• What is required:
Look through the listing below for the word "impl" and copy every line where it occurs.
*** Material shown ***
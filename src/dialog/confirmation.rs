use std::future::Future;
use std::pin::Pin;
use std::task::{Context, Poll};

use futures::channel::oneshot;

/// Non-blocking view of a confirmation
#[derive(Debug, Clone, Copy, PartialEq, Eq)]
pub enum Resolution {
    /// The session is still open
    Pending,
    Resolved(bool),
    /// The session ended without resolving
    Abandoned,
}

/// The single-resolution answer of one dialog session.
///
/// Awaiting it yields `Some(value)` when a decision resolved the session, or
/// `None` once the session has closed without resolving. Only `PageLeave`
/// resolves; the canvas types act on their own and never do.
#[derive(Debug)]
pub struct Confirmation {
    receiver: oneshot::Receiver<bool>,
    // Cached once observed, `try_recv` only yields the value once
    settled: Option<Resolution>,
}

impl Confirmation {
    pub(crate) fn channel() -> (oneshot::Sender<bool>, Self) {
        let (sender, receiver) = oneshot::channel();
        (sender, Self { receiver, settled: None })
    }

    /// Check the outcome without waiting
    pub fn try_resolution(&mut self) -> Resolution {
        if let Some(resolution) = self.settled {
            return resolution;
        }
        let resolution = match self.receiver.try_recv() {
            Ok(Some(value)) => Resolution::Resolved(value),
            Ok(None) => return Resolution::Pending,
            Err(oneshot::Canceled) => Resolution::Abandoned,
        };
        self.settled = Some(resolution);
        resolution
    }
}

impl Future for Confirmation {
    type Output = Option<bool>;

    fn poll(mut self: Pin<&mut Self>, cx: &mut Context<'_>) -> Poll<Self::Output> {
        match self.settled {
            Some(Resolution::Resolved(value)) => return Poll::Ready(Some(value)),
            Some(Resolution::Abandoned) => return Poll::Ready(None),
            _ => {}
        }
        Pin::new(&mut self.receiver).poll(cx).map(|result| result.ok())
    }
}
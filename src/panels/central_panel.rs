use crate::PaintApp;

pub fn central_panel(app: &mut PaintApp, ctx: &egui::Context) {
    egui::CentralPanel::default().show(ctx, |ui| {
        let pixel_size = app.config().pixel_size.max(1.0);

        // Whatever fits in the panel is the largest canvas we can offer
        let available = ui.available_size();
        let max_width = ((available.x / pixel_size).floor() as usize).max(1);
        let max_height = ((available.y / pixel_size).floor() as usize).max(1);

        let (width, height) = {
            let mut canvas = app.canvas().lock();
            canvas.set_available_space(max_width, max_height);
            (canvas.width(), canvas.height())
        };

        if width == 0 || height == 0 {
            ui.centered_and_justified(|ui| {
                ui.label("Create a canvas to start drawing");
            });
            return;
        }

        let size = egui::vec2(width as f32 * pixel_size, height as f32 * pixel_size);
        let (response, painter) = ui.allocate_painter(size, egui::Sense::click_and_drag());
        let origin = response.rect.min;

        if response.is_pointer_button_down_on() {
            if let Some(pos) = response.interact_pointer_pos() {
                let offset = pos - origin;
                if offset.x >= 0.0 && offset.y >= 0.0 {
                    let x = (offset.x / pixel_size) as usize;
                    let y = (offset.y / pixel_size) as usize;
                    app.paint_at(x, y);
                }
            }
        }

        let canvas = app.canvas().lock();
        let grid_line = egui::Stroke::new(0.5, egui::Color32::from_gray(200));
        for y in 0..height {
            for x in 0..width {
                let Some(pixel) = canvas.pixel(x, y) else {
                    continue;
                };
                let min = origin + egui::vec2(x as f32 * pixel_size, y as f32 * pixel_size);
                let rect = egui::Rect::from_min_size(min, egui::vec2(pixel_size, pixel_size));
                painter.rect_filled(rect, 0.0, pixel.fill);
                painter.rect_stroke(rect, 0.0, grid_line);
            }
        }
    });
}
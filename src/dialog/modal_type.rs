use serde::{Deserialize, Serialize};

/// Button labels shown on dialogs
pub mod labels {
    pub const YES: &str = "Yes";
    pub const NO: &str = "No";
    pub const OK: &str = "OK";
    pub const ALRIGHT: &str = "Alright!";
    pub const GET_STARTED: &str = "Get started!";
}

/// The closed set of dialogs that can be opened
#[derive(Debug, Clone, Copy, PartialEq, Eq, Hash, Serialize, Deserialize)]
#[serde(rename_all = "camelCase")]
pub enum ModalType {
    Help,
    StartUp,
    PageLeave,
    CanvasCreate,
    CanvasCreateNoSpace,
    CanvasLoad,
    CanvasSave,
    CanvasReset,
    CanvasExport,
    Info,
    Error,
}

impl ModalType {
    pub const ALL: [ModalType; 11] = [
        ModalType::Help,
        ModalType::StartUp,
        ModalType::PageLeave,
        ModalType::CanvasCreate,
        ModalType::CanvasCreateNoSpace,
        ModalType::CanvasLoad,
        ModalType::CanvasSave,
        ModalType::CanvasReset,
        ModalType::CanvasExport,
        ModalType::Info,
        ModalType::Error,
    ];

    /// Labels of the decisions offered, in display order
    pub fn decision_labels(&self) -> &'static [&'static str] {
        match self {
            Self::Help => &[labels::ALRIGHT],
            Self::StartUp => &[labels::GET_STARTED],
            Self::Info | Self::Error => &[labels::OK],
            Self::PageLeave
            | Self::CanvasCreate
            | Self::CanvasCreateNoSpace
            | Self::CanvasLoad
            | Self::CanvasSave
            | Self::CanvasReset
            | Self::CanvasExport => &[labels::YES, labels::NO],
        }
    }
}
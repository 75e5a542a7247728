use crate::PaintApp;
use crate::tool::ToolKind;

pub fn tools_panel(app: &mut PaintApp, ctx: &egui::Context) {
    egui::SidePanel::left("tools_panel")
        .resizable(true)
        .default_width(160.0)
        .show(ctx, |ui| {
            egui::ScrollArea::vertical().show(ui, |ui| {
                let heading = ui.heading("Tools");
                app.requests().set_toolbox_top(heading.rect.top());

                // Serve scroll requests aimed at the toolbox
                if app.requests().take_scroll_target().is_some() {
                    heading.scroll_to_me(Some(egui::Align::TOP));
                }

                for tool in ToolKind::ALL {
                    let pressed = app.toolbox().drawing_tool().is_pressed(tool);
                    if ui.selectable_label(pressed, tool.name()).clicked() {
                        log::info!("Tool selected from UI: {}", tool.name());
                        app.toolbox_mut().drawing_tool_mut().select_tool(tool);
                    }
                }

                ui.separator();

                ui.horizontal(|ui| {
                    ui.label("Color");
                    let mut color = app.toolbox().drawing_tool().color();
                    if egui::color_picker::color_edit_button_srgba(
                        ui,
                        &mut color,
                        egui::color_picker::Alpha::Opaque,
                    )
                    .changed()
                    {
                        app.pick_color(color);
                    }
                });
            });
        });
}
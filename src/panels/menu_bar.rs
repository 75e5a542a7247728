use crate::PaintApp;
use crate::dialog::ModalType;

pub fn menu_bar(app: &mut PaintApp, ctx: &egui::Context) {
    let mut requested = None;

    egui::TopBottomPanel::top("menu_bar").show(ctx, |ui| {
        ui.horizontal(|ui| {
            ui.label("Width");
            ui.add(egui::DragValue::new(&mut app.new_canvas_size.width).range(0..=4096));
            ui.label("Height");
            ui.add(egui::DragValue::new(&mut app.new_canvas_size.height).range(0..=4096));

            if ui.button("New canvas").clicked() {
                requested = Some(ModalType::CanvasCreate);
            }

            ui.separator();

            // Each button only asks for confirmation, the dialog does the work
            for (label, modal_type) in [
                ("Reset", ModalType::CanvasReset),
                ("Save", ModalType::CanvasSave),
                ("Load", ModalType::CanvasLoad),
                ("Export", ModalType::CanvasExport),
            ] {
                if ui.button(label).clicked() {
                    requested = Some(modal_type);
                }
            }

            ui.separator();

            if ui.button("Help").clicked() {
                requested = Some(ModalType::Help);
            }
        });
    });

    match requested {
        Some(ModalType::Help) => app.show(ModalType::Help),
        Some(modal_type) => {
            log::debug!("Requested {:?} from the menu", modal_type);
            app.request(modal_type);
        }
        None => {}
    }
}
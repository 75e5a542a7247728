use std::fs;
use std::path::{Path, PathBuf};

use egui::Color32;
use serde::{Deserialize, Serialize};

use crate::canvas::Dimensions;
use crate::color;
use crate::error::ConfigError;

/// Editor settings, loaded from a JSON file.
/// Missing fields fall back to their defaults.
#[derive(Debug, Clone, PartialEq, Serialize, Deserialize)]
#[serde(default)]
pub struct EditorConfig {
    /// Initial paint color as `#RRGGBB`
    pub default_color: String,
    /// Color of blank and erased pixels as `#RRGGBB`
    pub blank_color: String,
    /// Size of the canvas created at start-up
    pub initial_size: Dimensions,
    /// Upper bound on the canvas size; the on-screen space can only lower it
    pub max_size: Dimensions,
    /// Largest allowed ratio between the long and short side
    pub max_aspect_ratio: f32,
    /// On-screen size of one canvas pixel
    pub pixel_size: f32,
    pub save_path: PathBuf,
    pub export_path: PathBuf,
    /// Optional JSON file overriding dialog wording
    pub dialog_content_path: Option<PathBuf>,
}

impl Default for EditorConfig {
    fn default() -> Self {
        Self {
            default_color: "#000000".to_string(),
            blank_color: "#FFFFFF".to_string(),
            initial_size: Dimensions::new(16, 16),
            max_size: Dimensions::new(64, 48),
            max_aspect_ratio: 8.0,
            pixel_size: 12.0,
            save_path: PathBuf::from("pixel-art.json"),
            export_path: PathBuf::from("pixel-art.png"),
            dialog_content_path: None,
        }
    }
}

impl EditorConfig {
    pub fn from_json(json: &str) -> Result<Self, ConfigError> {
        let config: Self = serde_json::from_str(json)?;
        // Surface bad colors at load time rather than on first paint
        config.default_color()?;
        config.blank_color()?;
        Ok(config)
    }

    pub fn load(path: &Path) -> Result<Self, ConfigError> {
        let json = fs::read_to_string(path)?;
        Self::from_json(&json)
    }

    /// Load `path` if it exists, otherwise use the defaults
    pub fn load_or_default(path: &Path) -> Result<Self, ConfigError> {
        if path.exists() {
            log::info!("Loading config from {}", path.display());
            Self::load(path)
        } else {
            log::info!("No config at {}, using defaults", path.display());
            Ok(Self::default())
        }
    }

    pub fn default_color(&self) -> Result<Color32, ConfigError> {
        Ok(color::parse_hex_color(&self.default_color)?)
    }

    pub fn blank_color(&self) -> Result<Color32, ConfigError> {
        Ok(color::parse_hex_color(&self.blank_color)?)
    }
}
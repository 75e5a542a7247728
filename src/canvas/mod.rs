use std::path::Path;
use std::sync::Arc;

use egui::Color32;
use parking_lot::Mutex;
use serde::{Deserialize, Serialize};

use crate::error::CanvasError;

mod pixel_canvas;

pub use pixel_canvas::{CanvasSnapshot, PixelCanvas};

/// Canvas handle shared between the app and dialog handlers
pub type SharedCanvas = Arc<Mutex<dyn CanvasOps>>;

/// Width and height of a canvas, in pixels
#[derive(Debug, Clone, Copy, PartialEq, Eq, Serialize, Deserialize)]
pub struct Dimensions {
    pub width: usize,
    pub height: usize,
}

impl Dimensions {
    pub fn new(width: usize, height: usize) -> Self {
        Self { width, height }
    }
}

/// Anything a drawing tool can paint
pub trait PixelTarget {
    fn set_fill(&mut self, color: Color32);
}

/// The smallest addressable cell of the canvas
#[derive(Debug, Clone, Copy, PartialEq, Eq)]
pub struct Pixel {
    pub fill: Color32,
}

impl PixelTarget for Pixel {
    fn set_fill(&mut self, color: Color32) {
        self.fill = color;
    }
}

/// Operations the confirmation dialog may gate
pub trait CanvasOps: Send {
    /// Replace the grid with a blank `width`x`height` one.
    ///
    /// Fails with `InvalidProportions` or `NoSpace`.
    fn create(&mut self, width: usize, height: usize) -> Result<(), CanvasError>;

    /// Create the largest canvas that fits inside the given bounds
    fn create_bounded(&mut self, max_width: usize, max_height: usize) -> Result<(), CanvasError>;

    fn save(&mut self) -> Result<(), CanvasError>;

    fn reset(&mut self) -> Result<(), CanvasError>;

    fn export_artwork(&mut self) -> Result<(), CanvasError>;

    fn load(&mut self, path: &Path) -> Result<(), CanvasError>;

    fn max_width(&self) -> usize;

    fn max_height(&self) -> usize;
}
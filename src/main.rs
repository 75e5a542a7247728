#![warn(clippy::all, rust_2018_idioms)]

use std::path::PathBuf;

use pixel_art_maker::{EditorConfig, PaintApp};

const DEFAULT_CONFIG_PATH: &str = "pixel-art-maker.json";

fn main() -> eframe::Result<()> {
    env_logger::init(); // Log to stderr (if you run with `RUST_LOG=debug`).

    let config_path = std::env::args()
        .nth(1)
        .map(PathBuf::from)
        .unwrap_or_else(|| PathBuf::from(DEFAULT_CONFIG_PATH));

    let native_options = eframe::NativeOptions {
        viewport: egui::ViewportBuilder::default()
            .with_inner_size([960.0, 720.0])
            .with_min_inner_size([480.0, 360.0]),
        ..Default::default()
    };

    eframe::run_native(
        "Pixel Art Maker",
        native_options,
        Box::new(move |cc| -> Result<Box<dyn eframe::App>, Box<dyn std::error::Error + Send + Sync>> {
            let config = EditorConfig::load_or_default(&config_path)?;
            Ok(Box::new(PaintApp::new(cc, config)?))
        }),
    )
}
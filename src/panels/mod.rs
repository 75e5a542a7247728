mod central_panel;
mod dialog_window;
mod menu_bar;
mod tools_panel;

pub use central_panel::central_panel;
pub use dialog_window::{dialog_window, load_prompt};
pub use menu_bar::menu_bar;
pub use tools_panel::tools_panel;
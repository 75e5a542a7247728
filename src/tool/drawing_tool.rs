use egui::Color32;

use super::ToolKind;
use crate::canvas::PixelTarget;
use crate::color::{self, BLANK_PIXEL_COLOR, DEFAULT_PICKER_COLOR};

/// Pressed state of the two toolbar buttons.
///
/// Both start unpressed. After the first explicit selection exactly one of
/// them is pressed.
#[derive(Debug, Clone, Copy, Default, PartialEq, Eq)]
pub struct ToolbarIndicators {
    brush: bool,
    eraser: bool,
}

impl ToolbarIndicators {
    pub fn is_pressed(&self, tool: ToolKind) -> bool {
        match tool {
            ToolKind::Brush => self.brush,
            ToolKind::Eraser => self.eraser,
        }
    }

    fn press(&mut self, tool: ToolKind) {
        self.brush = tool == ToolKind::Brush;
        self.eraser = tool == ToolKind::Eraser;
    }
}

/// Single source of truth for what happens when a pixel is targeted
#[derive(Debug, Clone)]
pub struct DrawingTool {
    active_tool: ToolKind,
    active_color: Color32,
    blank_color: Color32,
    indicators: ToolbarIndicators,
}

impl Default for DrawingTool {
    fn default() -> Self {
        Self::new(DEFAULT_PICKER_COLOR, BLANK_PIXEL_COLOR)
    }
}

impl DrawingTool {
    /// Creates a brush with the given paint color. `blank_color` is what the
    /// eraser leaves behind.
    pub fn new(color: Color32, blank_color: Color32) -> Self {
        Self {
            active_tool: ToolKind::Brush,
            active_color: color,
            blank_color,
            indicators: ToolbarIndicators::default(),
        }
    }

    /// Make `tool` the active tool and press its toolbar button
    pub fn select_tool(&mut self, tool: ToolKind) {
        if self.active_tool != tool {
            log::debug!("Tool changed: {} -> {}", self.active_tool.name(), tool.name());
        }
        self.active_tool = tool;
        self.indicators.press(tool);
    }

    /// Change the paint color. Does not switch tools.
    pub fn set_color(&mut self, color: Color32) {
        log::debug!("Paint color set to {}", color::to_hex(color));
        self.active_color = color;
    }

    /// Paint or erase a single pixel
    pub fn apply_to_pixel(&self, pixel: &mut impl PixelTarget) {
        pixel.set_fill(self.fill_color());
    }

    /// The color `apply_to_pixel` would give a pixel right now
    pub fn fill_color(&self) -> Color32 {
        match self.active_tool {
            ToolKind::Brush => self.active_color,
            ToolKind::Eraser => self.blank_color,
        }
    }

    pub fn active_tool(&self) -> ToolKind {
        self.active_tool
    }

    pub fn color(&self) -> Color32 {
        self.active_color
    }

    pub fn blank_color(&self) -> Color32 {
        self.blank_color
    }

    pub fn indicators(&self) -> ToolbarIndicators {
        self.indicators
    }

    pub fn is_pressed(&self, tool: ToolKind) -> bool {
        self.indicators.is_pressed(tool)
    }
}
*** End of Material shown ***
• Output for this exercise:
impl Confirmation {
impl Future for Confirmation {
impl ModalType {
impl Default for EditorConfig {
impl EditorConfig {
impl Dimensions {
impl PixelTarget for Pixel {
impl ToolbarIndicators {
impl Default for DrawingTool {
impl DrawingTool {
    pub fn apply_to_pixel(&self, pixel: &mut impl PixelTarget) {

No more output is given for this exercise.